* [Exercise aim]
Transcribe the records word for word, beginning with the first line and ending with the line that contains "pub struct MonthlyTotal"; include nothing else.

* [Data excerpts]
══════

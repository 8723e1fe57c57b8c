//! Aggregated views computed from stored records. None of these are persisted.

use model::Category;
use rust_decimal::Decimal;
use serde::{Deserialize, Serialize};
use utoipa::ToSchema;

/// Spending of one category over a period.
#[derive(Debug, Clone, Serialize, Deserialize, ToSchema, PartialEq)]
pub struct CategoryTotal {
    pub category: Category,
    #[schema(value_type = String, example = "80.00")]
    #[serde(serialize_with = "crate::money::serialize")]
    pub total: Decimal,
}

/// Spending of one calendar month.
#[derive(Debug, Clone, Serialize, Deserialize, ToSchema, PartialEq)]
pub struct MonthlyTotal {
    /// Zero-based month (0 = January)
    pub month: u32,
    pub year: i32,
    #[schema(value_type = String, example = "1250.40")]
    #[serde(serialize_with = "crate::money::serialize")]
    pub total: Decimal,
}

/// Budgeted against actual spending of one category in one month.
///
/// A positive `difference` means the category stayed under budget.
#[derive(Debug, Clone, Serialize, Deserialize, ToSchema, PartialEq)]
pub struct BudgetComparison {
    pub category: Category,
    #[schema(value_type = String)]
    #[serde(serialize_with = "crate::money::serialize")]
    pub budgeted: Decimal,
    #[schema(value_type = String)]
    #[serde(serialize_with = "crate::money::serialize")]
    pub actual: Decimal,
    #[schema(value_type = String)]
    #[serde(serialize_with = "crate::money::serialize")]
    pub difference: Decimal,
}

/// Headline figures of one month.
#[derive(Debug, Clone, Serialize, Deserialize, ToSchema, PartialEq)]
pub struct MonthlySummary {
    pub month: u32,
    pub year: i32,
    /// Sum of all non-Income transactions
    #[schema(value_type = String)]
    #[serde(serialize_with = "crate::money::serialize")]
    pub total_expenses: Decimal,
    /// Sum of Income-category transactions
    #[schema(value_type = String)]
    #[serde(serialize_with = "crate::money::serialize")]
    pub transaction_income: Decimal,
    /// Sum of income records
    #[schema(value_type = String)]
    #[serde(serialize_with = "crate::money::serialize")]
    pub recorded_income: Decimal,
    #[schema(value_type = String)]
    #[serde(serialize_with = "crate::money::serialize")]
    pub total_income: Decimal,
    /// `total_income - total_expenses`
    #[schema(value_type = String)]
    #[serde(serialize_with = "crate::money::serialize")]
    pub balance: Decimal,
    pub income_records: usize,
    pub top_category: Option<CategoryTotal>,
}

/// Income records of one month grouped by their source.
#[derive(Debug, Clone, Serialize, Deserialize, ToSchema, PartialEq)]
pub struct IncomeSourceTotal {
    pub source: String,
    #[schema(value_type = String)]
    #[serde(serialize_with = "crate::money::serialize")]
    pub total: Decimal,
    pub count: usize,
}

══════

* [Answer area]
repository 8723e1fe57c57b8c
//! Aggregated views computed from stored records. None of these are persisted.

use model::Category;
use rust_decimal::Decimal;
use serde::{Deserialize, Serialize};
use utoipa::ToSchema;

/// Spending of one category over a period.
#[derive(Debug, Clone, Serialize, Deserialize, ToSchema, PartialEq)]
pub struct CategoryTotal {
    pub category: Category,
    #[schema(value_type = String, example = "80.00")]
    #[serde(serialize_with = "crate::money::serialize")]
    pub total: Decimal,
}

/// Spending of one calendar month.
#[derive(Debug, Clone, Serialize, Deserialize, ToSchema, PartialEq)]
pub struct MonthlyTotal {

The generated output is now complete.